If a line in the records below contains "debug", copy that line.

'''

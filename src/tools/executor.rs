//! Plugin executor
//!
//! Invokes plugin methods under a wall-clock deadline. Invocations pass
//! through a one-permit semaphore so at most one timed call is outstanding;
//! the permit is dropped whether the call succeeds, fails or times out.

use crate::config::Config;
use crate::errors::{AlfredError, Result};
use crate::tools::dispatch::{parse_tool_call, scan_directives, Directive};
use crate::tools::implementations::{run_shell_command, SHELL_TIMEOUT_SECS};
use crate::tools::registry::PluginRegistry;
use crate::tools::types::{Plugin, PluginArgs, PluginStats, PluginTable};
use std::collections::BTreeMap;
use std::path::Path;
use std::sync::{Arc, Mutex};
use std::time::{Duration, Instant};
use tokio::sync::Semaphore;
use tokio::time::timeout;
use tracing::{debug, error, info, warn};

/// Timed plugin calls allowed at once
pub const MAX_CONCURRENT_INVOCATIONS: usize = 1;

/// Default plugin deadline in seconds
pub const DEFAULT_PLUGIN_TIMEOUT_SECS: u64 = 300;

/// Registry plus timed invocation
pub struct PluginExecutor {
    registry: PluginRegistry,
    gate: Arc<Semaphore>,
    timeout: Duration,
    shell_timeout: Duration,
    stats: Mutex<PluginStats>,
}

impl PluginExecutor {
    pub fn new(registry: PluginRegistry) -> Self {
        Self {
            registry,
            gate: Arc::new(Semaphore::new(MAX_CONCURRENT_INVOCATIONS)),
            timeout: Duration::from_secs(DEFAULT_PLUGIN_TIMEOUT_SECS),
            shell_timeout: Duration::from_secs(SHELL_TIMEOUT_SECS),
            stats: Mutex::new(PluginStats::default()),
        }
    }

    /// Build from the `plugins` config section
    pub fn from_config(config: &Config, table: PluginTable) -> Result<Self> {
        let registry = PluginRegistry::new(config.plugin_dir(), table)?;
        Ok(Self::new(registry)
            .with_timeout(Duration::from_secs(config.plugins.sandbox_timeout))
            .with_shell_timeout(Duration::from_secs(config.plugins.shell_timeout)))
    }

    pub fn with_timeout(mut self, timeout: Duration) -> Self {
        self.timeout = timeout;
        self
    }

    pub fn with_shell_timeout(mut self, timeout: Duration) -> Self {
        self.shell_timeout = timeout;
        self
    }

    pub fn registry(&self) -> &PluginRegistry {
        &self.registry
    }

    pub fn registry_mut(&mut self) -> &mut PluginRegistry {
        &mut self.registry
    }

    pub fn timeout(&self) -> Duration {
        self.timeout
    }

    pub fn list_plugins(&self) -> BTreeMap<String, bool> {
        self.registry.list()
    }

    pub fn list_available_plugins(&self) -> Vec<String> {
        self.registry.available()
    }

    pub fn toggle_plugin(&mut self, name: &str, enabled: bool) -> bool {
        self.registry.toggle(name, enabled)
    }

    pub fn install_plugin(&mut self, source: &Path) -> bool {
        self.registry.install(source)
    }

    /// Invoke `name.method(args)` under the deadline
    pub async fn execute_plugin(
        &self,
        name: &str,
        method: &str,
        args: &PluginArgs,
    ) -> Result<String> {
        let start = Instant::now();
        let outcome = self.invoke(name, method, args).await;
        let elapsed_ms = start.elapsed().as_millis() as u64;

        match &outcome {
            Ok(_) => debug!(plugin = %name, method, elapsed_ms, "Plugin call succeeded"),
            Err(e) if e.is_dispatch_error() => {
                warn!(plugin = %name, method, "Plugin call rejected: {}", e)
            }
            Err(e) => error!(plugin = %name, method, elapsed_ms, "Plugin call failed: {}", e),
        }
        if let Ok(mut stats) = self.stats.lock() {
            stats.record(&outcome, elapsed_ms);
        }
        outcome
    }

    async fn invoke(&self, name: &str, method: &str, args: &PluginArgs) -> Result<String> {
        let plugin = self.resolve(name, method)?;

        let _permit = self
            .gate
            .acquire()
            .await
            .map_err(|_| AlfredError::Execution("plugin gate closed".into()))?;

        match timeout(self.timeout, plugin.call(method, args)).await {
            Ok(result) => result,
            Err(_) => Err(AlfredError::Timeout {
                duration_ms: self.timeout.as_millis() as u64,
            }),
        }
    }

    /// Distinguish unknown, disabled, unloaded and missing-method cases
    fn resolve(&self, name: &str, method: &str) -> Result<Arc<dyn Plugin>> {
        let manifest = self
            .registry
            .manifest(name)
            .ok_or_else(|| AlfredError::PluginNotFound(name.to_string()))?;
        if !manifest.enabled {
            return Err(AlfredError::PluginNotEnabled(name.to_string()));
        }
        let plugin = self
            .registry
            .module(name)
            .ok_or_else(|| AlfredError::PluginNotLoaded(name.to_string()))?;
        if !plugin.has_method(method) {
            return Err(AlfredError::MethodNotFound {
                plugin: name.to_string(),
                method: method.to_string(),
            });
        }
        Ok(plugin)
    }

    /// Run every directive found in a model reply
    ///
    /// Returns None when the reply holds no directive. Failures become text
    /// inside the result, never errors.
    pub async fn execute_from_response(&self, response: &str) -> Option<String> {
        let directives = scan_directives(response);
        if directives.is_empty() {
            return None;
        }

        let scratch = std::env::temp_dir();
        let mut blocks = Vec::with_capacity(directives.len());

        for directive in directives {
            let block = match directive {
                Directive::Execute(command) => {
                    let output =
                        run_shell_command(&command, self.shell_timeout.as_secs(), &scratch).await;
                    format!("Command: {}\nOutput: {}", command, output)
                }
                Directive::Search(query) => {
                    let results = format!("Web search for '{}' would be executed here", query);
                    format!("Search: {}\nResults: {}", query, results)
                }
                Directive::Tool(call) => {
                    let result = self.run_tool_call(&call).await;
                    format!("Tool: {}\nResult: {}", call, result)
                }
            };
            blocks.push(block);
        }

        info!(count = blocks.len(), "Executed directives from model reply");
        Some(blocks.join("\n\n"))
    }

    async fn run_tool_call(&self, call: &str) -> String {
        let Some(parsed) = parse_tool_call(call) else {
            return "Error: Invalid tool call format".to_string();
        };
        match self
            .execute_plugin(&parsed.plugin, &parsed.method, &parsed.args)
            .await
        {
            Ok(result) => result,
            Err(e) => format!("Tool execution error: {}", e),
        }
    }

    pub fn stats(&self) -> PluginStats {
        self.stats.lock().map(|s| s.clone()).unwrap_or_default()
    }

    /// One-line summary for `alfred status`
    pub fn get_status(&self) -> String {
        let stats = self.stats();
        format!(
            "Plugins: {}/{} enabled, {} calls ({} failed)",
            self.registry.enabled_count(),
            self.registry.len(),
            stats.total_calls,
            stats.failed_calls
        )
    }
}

'''

** Result of the task **
use tracing::{debug, error, info, warn};
            Ok(_) => debug!(plugin = %name, method, elapsed_ms, "Plugin call succeeded"),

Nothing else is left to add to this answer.